(朝日新聞「論壇」に2000年2月に投稿,ただしボツ)
豊島耕一(佐賀大学理工学部教授)
昨年10月21日,スコットランドの小さな町で,核廃絶運動の歴史に残る大きな判決が出された.グラスゴーの近くにあるグリーノックの治安判事裁判所は,湖に浮かぶミサイル原潜関連施設「メイタイム」のコンピュータなどを水に投げ込んだ3人の女性を完全無罪としたのである.判事は,核兵器は国際法違反であり,彼女らの行為は核の使用という巨大な犯罪を防ぐための正当な行為であると述べた.
2日後の朝日新聞はこれを報じ,「核兵器の合法性について国際社会に改めて一石を投じ,世界の反核運動を勇気づける『小さな町の法廷の大きな判断』になるかも知れない」と記事を結んだ.また英紙サンデー・ヘラルドは,米英の軍事当局はこの判決を非常に深刻に受け取っていると伝えた.
この3人のなかの中心人物,アンジー・ゼルターを私たち支援グループは日本に招待,3月3日から15日まで全国8都市で講演をしてもらうことになった.彼女らが「非武器化」した施設の名前を取ってこのツアーを「三月のメイタイム」と呼ぶ.
彼女らのグループは「トライデント・プラウシェア2000」(TP2000と略)と呼ばれ,70年代のアメリカの非暴力直接行動の思想を汲む.プラウは農具の鋤のことで,イザヤ書の「剣を鋤に鋳直せ」という言葉にちなんでいる.つまりイギリスが配備している核ミサイル原潜トライデントを廃棄して「鋤」に変えようというのだ.

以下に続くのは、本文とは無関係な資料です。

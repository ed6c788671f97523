// SPDX-License-Identifier: MIT

//! View over a byte range of a `DiskIO`.
//!
//! Offsets are relative to the start of the range, both through `DiskIO`
//! and through `std::io`, so filesystem code can work on a single partition
//! as if it were a disk of its own.

use std::io::{self, Read, Seek, SeekFrom, Write};

use crate::{DiskIO, DiskIOError, DiskIOLen, DiskIOResult};

pub struct DiskIOStream<'a, IO: DiskIO + ?Sized> {
    io: &'a mut IO,
    start: u64,
    len: u64,
    pos: u64,
}

impl<'a, IO: DiskIO + ?Sized> DiskIOStream<'a, IO> {
    pub fn new(io: &'a mut IO, start: u64, len: u64) -> Result<Self, DiskIOError> {
        start
            .checked_add(len)
            .ok_or(DiskIOError::OutOfBounds { offset: start, len })?;
        Ok(Self {
            io,
            start,
            len,
            pos: 0,
        })
    }

    #[inline]
    pub fn len(&self) -> u64 {
        self.len
    }

    #[inline]
    pub fn is_empty(&self) -> bool {
        self.len == 0
    }

    /// Absolute offset of `[offset, offset + len)`, if it lies in the range.
    fn absolute(&self, offset: u64, len: usize) -> DiskIOResult<u64> {
        match offset.checked_add(len as u64) {
            Some(end) if end <= self.len => Ok(self.start + offset),
            _ => Err(DiskIOError::OutOfBounds {
                offset,
                len: len as u64,
            }),
        }
    }

    fn clamp_pos(&self, pos: i128) -> io::Result<u64> {
        if pos < 0 {
            return Err(io::Error::new(io::ErrorKind::InvalidInput, "invalid seek"));
        }
        if pos > self.len as i128 {
            return Err(io::Error::new(
                io::ErrorKind::InvalidInput,
                "seek out of range",
            ));
        }
        Ok(pos as u64)
    }
}

impl<IO: DiskIO + ?Sized> Read for DiskIOStream<'_, IO> {
    fn read(&mut self, buf: &mut [u8]) -> io::Result<usize> {
        if self.pos >= self.len {
            return Ok(0);
        }
        let n = (self.len - self.pos).min(buf.len() as u64) as usize;
        self.io.read_at(self.start + self.pos, &mut buf[..n])?;
        self.pos += n as u64;
        Ok(n)
    }
}

impl<IO: DiskIO + ?Sized> Write for DiskIOStream<'_, IO> {
    fn write(&mut self, buf: &[u8]) -> io::Result<usize> {
        if buf.is_empty() {
            return Ok(0);
        }
        if self.pos >= self.len {
            return Err(io::Error::new(io::ErrorKind::WriteZero, "no space"));
        }
        let n = (self.len - self.pos).min(buf.len() as u64) as usize;
        self.io.write_at(self.start + self.pos, &buf[..n])?;
        self.pos += n as u64;
        Ok(n)
    }

    fn flush(&mut self) -> io::Result<()> {
        self.io.flush()?;
        Ok(())
    }
}

impl<IO: DiskIO + ?Sized> Seek for DiskIOStream<'_, IO> {
    fn seek(&mut self, pos: SeekFrom) -> io::Result<u64> {
        self.pos = match pos {
            SeekFrom::Start(off) => self.clamp_pos(off as i128)?,
            SeekFrom::End(off) => self.clamp_pos(self.len as i128 + off as i128)?,
            SeekFrom::Current(off) => self.clamp_pos(self.pos as i128 + off as i128)?,
        };
        Ok(self.pos)
    }
}

impl<IO: DiskIO + ?Sized> DiskIO for DiskIOStream<'_, IO> {
    fn write_at(&mut self, offset: u64, data: &[u8]) -> DiskIOResult {
        let abs = self.absolute(offset, data.len())?;
        self.io.write_at(abs, data)
    }

    fn read_at(&mut self, offset: u64, buf: &mut [u8]) -> DiskIOResult {
        let abs = self.absolute(offset, buf.len())?;
        self.io.read_at(abs, buf)
    }

    fn read_at_partial(&mut self, offset: u64, buf: &mut [u8]) -> DiskIOResult<usize> {
        if offset >= self.len {
            return Ok(0);
        }
        let n = (self.len - offset).min(buf.len() as u64) as usize;
        self.io.read_at_partial(self.start + offset, &mut buf[..n])
    }

    fn flush(&mut self) -> DiskIOResult {
        self.io.flush()
    }
}

impl<IO: DiskIO + ?Sized> DiskIOLen for DiskIOStream<'_, IO> {
    fn len(&mut self) -> DiskIOResult<u64> {
        Ok(self.len)
    }
}

#[cfg(test)]
mod tests {
    use super::*;
    use crate::prelude::*;

    #[test]
    fn confined_to_region() {
        let mut disk = vec![0u8; 64];
        let mut io = MemDiskIO::new(&mut disk);
        {
            let mut stream = DiskIOStream::new(&mut io, 16, 8).unwrap();
            assert_eq!(stream.write(&[0xAB; 12]).unwrap(), 8);
            assert!(stream.write(&[1]).is_err());

            assert_eq!(stream.seek(SeekFrom::End(-2)).unwrap(), 6);
            let mut tail = [0u8; 4];
            assert_eq!(stream.read(&mut tail).unwrap(), 2);
            assert_eq!(stream.read(&mut tail).unwrap(), 0);
            assert!(stream.seek(SeekFrom::Current(1)).is_err());
        }
        assert_eq!(&disk[..16], &[0u8; 16]);
        assert_eq!(&disk[16..24], &[0xAB; 8]);
        assert_eq!(&disk[24..], &[0u8; 40]);
    }

    #[test]
    fn diskio_offsets_are_relative() {
        let mut disk = vec![0u8; 64];
        let mut io = MemDiskIO::new(&mut disk);
        {
            let mut region = DiskIOStream::new(&mut io, 32, 16).unwrap();
            region.write_u32_at(0, 0x0FFF_FFFF).unwrap();
            region.zero_fill(4, 12).unwrap();
            assert_eq!(region.read_u32_at(0).unwrap(), 0x0FFF_FFFF);
            assert_eq!(DiskIOLen::len(&mut region).unwrap(), 16);

            assert!(matches!(
                region.write_at(14, &[1, 2, 3]),
                Err(DiskIOError::OutOfBounds { offset: 14, len: 3 })
            ));
            let mut buf = [0xAAu8; 8];
            assert_eq!(region.read_at_partial(12, &mut buf).unwrap(), 4);
            assert_eq!(region.read_at_partial(16, &mut buf).unwrap(), 0);
        }
        assert_eq!(&disk[32..36], &[0xFF, 0xFF, 0xFF, 0x0F]);
        assert!(disk[..32].iter().all(|&b| b == 0));
    }

    #[test]
    fn read_to_end_stops_at_region_end() {
        let mut disk: Vec<u8> = (0..32u8).collect();
        let mut io = MemDiskIO::new(&mut disk);
        let mut stream = DiskIOStream::new(&mut io, 4, 6).unwrap();

        let mut out = Vec::new();
        stream.read_to_end(&mut out).unwrap();
        assert_eq!(out, vec![4, 5, 6, 7, 8, 9]);
    }
}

98年夏に開始されたこの運動はその公開性が大きな特徴である.今回のようなやむを得ない事前の秘密性を除いて,すべての直接行動(座り込みや基地への侵入など)はその内容や日時,それに参加者の名簿まで事前に公表される.そして罵声さえも否定する完全な非暴力と行動の安全を基本原則にしている.また直接行動自体を目的としているわけではない.事前にあらゆる穏便な手段を試みた上,さらに政府に交渉を求め,それでも当局が責任ある態度を示さないために自ら行動を起こしたものだ.つまりあらゆる意味で「アカウンタビリティー」を持った運動である.
アンジー・ゼルターは96年にも似たケースで無罪の評決を受けている.彼女を含む4人の女性たちがインドネシアに輸出される予定だった戦闘機をハンマーで壊してこれを阻止したのに対して,リバプールの裁判所の陪審は「東チモールでの虐殺防止のための正当な行為である」として完全無罪としたのた.(岩波「世界」99年11月号にこれについて本人が書いた文章がある.)

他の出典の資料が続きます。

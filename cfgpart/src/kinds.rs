// SPDX-License-Identifier: MIT

//! MBR partition type ids understood by the planner and the codec.

define_partition_kinds! {
    Empty => "Empty", 0x00,
    Fat12 => "FAT12", 0x01,
    Fat16Small => "FAT16 (<32M)", 0x04,
    Extended => "Extended (CHS)", 0x05,
    Fat16 => "FAT16", 0x06,
    Ntfs => "NTFS/exFAT", 0x07,
    Fat32 => "FAT32 (CHS)", 0x0B,
    Fat32Lba => "FAT32 (LBA)", 0x0C,
    Fat16Lba => "FAT16 (LBA)", 0x0E,
    ExtendedLba => "Extended (LBA)", 0x0F,
    LinuxSwap => "Linux swap", 0x82,
    Linux => "Linux", 0x83,
    LinuxExtended => "Linux extended", 0x85,
    LinuxLvm => "Linux LVM", 0x8E,
    GptProtective => "GPT protective", 0xEE,
    EfiSystem => "EFI System", 0xEF,
    LinuxRaid => "Linux RAID", 0xFD,
}

impl PartitionKind {
    #[inline]
    pub fn is_empty(&self) -> bool {
        matches!(self, PartitionKind::Empty)
    }

    #[inline]
    pub fn is_protective(&self) -> bool {
        matches!(self, PartitionKind::GptProtective)
    }

    #[inline]
    pub fn is_extended(&self) -> bool {
        matches!(
            self,
            PartitionKind::Extended | PartitionKind::ExtendedLba | PartitionKind::LinuxExtended
        )
    }
}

彼女らの行動は表面上過激に見えるかも知れないが,政府自身が大量殺りくや核の配備のような巨大な犯罪を犯しているとき,非暴力のあらゆる手段でこれに立ち向かうことは人間としてむしろ当然のことであり,しかも完全な合法性を持つものと言えるのではないだろうか.実際イギリスの裁判所はこれら二つのケースでこれを認めたのだ.
今回の日本での講演の草稿によると,イギリスは核兵器国の中ではその撤廃に最も近い位置にあるという.英国の核は4隻のトライデント原潜に搭載されたものがすべてであり,それへの国内の反対世論は高まりつつある.実際,グリーノック裁判の勝利を受けて展開された2月14日の原潜基地封鎖行動には400名もの人々が結集し,2時間にわたって職員の入構を妨げた.逮捕者も185名にのぼり,その中には,スコットランド議会議員やヨーロッパ議会議員,そしてスコットランドの聖職者10名が含まれる.

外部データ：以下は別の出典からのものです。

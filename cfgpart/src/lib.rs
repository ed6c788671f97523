// SPDX-License-Identifier: MIT

#[macro_use]
mod macros;
mod io_ext;

pub mod errors;
/// Known MBR partition type ids.
pub mod kinds;
/// Master Boot Record codec.
pub mod mbr;

pub mod copier;
pub mod geometry;
/// Placement of the config-drive partition.
pub mod planner;
pub mod table;
/// Re-basing of a source table onto a destination disk.
pub mod transplant;

pub use copier::{copy_partition, write_partition_contents, zero_partition};
pub use geometry::DiskGeometry;
pub use io_ext::DiskIOLbaExt;
pub use kinds::PartitionKind;
pub use planner::{Placement, compute_boundary};
pub use table::{DiskTable, PartitionEntry, PartitionTable, read_table, write_table};
pub use transplant::{DriveOrder, PartitionMove, Transplant, TransplantOptions, transplant};

pub const DEFAULT_SECTOR_SIZE: u64 = 512;
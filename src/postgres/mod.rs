// PostgreSQL backend
//
// - config: bb8 manager for tokio-postgres clients and connection options
// - params: RowValues -> ToSql
// - query: row extraction into the shared cursor
// - connection: pool-level handle and the cancel-aware runner
// - transaction: reserved-client transaction handle
// - prepared: pool and transaction statements

pub mod config;
pub mod connection;
pub mod params;
pub mod prepared;
pub mod query;
pub mod transaction;

pub use config::{PgManager, PostgresOptions};
pub use connection::PgDb;
pub use params::Params as PostgresParams;
pub use prepared::{PgStatement, PgTxStatement};
pub use query::{build_rows as postgres_build_rows, postgres_extract_value};
pub use transaction::PgTx;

TP2000の重要な戦略は国際連帯である.イギリスの核の脅威を直接・間接に受けるのは世界中のすべての国である以上,これはイギリスの国内問題ではない.したがって国際市民がその脅威を英国政府に訴え,直接行動にも積極的にかかわることで英国の核を「各個撃破」できる,というのである.そのため我が国の市民にも参加を呼びかけている.
「交渉によってバランスを取りながら核を減らすのが現実的だ」という考えはむしろ非現実的だ.この論理は軍や官僚に核廃絶を回避するあらゆる口実を許す余地があるし,部分的にせよ「核抑止」の論理を認めるものでもあるからだ.すべての国が「一方的に」核を廃絶すべきこと,これこそが現実的な道である.